- _Exercise aim_: Please show every line in the entries below that includes the word "crate".

- _Supplied data_:
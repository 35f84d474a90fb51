// Copyright Materialize, Inc. All rights reserved.
//
// Licensed under the Apache License, Version 2.0 (the "License");
// you may not use this file except in compliance with the License.
// You may obtain a copy of the License in the LICENSE file at the
// root of this repository, or online at
//
//     http://www.apache.org/licenses/LICENSE-2.0
//
// Unless required by applicable law or agreed to in writing, software
// distributed under the License is distributed on an "AS IS" BASIS,
// WITHOUT WARRANTIES OR CONDITIONS OF ANY KIND, either express or implied.
// See the License for the specific language governing permissions and
// limitations under the License.

use std::error::Error as StdError;
use std::fmt;

/// An error indicating that a string is not a valid decimal number.
#[derive(Debug, Clone, Eq, PartialEq)]
pub struct ParseDecimalError {
    input: String,
}

impl ParseDecimalError {
    pub(crate) fn new<S>(input: S) -> ParseDecimalError
    where
        S: Into<String>,
    {
        ParseDecimalError {
            input: input.into(),
        }
    }

    /// Returns the text that failed to parse.
    pub fn input(&self) -> &str {
        &self.input
    }
}

impl fmt::Display for ParseDecimalError {
    fn fmt(&self, f: &mut fmt::Formatter) -> fmt::Result {
        write!(f, "invalid decimal syntax: {:?}", self.input)
    }
}

impl StdError for ParseDecimalError {}

/// An error indicating that a string could not be interpreted as a monetary
/// amount, either because no currency could be recognized or because the
/// text is ambiguous.
#[derive(Debug, Clone, Eq, PartialEq)]
pub struct ParseMoneyError {
    input: String,
    reason: String,
}

impl ParseMoneyError {
    pub(crate) fn new<S, R>(input: S, reason: R) -> ParseMoneyError
    where
        S: Into<String>,
        R: Into<String>,
    {
        ParseMoneyError {
            input: input.into(),
            reason: reason.into(),
        }
    }

    /// Returns the original input.
    pub fn input(&self) -> &str {
        &self.input
    }

    /// Returns a short description of why the input was rejected.
    pub fn reason(&self) -> &str {
        &self.reason
    }
}

impl fmt::Display for ParseMoneyError {
    fn fmt(&self, f: &mut fmt::Formatter) -> fmt::Result {
        write!(f, "cannot parse {:?} as money: {}", self.input, self.reason)
    }
}

impl StdError for ParseMoneyError {}

/// An error indicating that an operation combined amounts of two different
/// currencies.
#[derive(Debug, Clone, Eq, PartialEq)]
pub struct CurrencyMismatchError {
    left: String,
    right: String,
    operation: &'static str,
}

impl CurrencyMismatchError {
    pub(crate) fn new<L, R>(left: L, right: R, operation: &'static str) -> CurrencyMismatchError
    where
        L: Into<String>,
        R: Into<String>,
    {
        CurrencyMismatchError {
            left: left.into(),
            right: right.into(),
            operation,
        }
    }

    /// The currency of the receiver of the operation.
    pub fn left(&self) -> &str {
        &self.left
    }

    /// The currency of the argument of the operation.
    pub fn right(&self) -> &str {
        &self.right
    }

    /// The name of the attempted operation, e.g. `"add"`.
    pub fn operation(&self) -> &str {
        self.operation
    }
}

impl fmt::Display for CurrencyMismatchError {
    fn fmt(&self, f: &mut fmt::Formatter) -> fmt::Result {
        write!(
            f,
            "cannot {} amounts in different currencies ({} vs {})",
            self.operation, self.left, self.right
        )
    }
}

impl StdError for CurrencyMismatchError {}

/// The reason a division was refused.
#[derive(Debug, Clone, Copy, Eq, PartialEq, Hash)]
pub enum DivisionErrorCode {
    /// The divisor was zero.
    DivisionByZero,
    /// The quotient does not terminate in base 10, so producing it would
    /// require rounding.
    RequiresRounding,
    /// A decimal divisor whose coefficient is not of the form 2<sup>a</sup>
    /// 5<sup>b</sup>.
    InvalidDivisor,
}

impl DivisionErrorCode {
    /// Returns the stable, upper-case identifier of the code.
    pub fn as_str(&self) -> &'static str {
        match self {
            DivisionErrorCode::DivisionByZero => "DIVISION_BY_ZERO",
            DivisionErrorCode::RequiresRounding => "DIVISION_REQUIRES_ROUNDING",
            DivisionErrorCode::InvalidDivisor => "INVALID_DIVISOR",
        }
    }
}

/// An error indicating that a division cannot be carried out exactly.
#[derive(Debug, Clone, Eq, PartialEq)]
pub struct DivisionError {
    code: DivisionErrorCode,
    divisor: String,
}

impl DivisionError {
    pub(crate) fn new<S>(code: DivisionErrorCode, divisor: S) -> DivisionError
    where
        S: Into<String>,
    {
        DivisionError {
            code,
            divisor: divisor.into(),
        }
    }

    pub(crate) fn by_zero() -> DivisionError {
        DivisionError::new(DivisionErrorCode::DivisionByZero, "0")
    }

    /// Returns the reason the division was refused.
    pub fn code(&self) -> DivisionErrorCode {
        self.code
    }

    /// Returns the offending divisor, rendered as text.
    pub fn divisor(&self) -> &str {
        &self.divisor
    }
}

impl fmt::Display for DivisionError {
    fn fmt(&self, f: &mut fmt::Formatter) -> fmt::Result {
        match self.code {
            DivisionErrorCode::DivisionByZero => f.write_str("division by zero"),
            code => write!(
                f,
                "{}: 1/{} does not terminate in base 10",
                code.as_str(),
                self.divisor
            ),
        }
    }
}

impl StdError for DivisionError {}

/// The reason a conversion would lose significant digits.
#[derive(Debug, Clone, Copy, Eq, PartialEq, Hash)]
pub enum PrecisionLossCode {
    /// A rational's denominator cannot be brought to a power of ten.
    NotPowerOfTen,
    /// Lowering the scale of a decimal would discard non-zero digits.
    ScaleReduction,
}

/// An error indicating that an operation would silently lose significant
/// digits and the caller did not opt into a lossy variant.
#[derive(Debug, Clone, Eq, PartialEq)]
pub struct PrecisionLossError {
    code: PrecisionLossCode,
    value: String,
}

impl PrecisionLossError {
    pub(crate) fn new<S>(code: PrecisionLossCode, value: S) -> PrecisionLossError
    where
        S: Into<String>,
    {
        PrecisionLossError {
            code,
            value: value.into(),
        }
    }

    /// Returns the reason for the failure.
    pub fn code(&self) -> PrecisionLossCode {
        self.code
    }

    /// Returns the value that could not be converted, rendered as text.
    pub fn value(&self) -> &str {
        &self.value
    }
}

impl fmt::Display for PrecisionLossError {
    fn fmt(&self, f: &mut fmt::Formatter) -> fmt::Result {
        match self.code {
            PrecisionLossCode::NotPowerOfTen => write!(
                f,
                "{} cannot be represented exactly: denominator not a power of 10",
                self.value
            ),
            PrecisionLossCode::ScaleReduction => write!(
                f,
                "{} cannot be rescaled without discarding digits",
                self.value
            ),
        }
    }
}

impl StdError for PrecisionLossError {}

/// An error indicating a malformed argument, such as an empty set of
/// allocation ratios or an out-of-range precision budget.
#[derive(Debug, Clone, Eq, PartialEq)]
pub struct InvalidInputError {
    message: String,
}

impl InvalidInputError {
    pub(crate) fn new<S>(message: S) -> InvalidInputError
    where
        S: Into<String>,
    {
        InvalidInputError {
            message: message.into(),
        }
    }

    /// Returns the description of the problem.
    pub fn message(&self) -> &str {
        &self.message
    }
}

impl fmt::Display for InvalidInputError {
    fn fmt(&self, f: &mut fmt::Formatter) -> fmt::Result {
        write!(f, "invalid input: {}", self.message)
    }
}

impl StdError for InvalidInputError {}

/// Any error produced by this crate.
///
/// Individual operations return the narrowest error type that describes
/// their failure modes; this enum exists so that callers combining several
/// operations can propagate with `?`.
#[derive(Debug, Clone, Eq, PartialEq)]
pub enum Error {
    /// See [`ParseDecimalError`].
    Decimal(ParseDecimalError),
    /// See [`ParseMoneyError`].
    Parse(ParseMoneyError),
    /// See [`CurrencyMismatchError`].
    CurrencyMismatch(CurrencyMismatchError),
    /// See [`DivisionError`].
    Division(DivisionError),
    /// See [`PrecisionLossError`].
    PrecisionLoss(PrecisionLossError),
    /// See [`InvalidInputError`].
    InvalidInput(InvalidInputError),
}

impl fmt::Display for Error {
    fn fmt(&self, f: &mut fmt::Formatter) -> fmt::Result {
        match self {
            Error::Decimal(e) => e.fmt(f),
            Error::Parse(e) => e.fmt(f),
            Error::CurrencyMismatch(e) => e.fmt(f),
            Error::Division(e) => e.fmt(f),
            Error::PrecisionLoss(e) => e.fmt(f),
            Error::InvalidInput(e) => e.fmt(f),
        }
    }
}

impl StdError for Error {
    fn source(&self) -> Option<&(dyn StdError + 'static)> {
        match self {
            Error::Decimal(e) => Some(e),
            Error::Parse(e) => Some(e),
            Error::CurrencyMismatch(e) => Some(e),
            Error::Division(e) => Some(e),
            Error::PrecisionLoss(e) => Some(e),
            Error::InvalidInput(e) => Some(e),
        }
    }
}

impl From<ParseDecimalError> for Error {
    fn from(e: ParseDecimalError) -> Error {
        Error::Decimal(e)
    }
}

impl From<ParseMoneyError> for Error {
    fn from(e: ParseMoneyError) -> Error {
        Error::Parse(e)
    }
}

impl From<CurrencyMismatchError> for Error {
    fn from(e: CurrencyMismatchError) -> Error {
        Error::CurrencyMismatch(e)
    }
}

impl From<DivisionError> for Error {
    fn from(e: DivisionError) -> Error {
        Error::Division(e)
    }
}

impl From<PrecisionLossError> for Error {
    fn from(e: PrecisionLossError) -> Error {
        Error::PrecisionLoss(e)
    }
}

impl From<InvalidInputError> for Error {
    fn from(e: InvalidInputError) -> Error {
        Error::InvalidInput(e)
    }
}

- _The completed task_:
    pub(crate) fn new<S>(input: S) -> ParseDecimalError
    pub(crate) fn new<S, R>(input: S, reason: R) -> ParseMoneyError
    pub(crate) fn new<L, R>(left: L, right: R, operation: &'static str) -> CurrencyMismatchError
    pub(crate) fn new<S>(code: DivisionErrorCode, divisor: S) -> DivisionError
    pub(crate) fn by_zero() -> DivisionError {
    pub(crate) fn new<S>(code: PrecisionLossCode, value: S) -> PrecisionLossError
    pub(crate) fn new<S>(message: S) -> InvalidInputError
/// Any error produced by this crate.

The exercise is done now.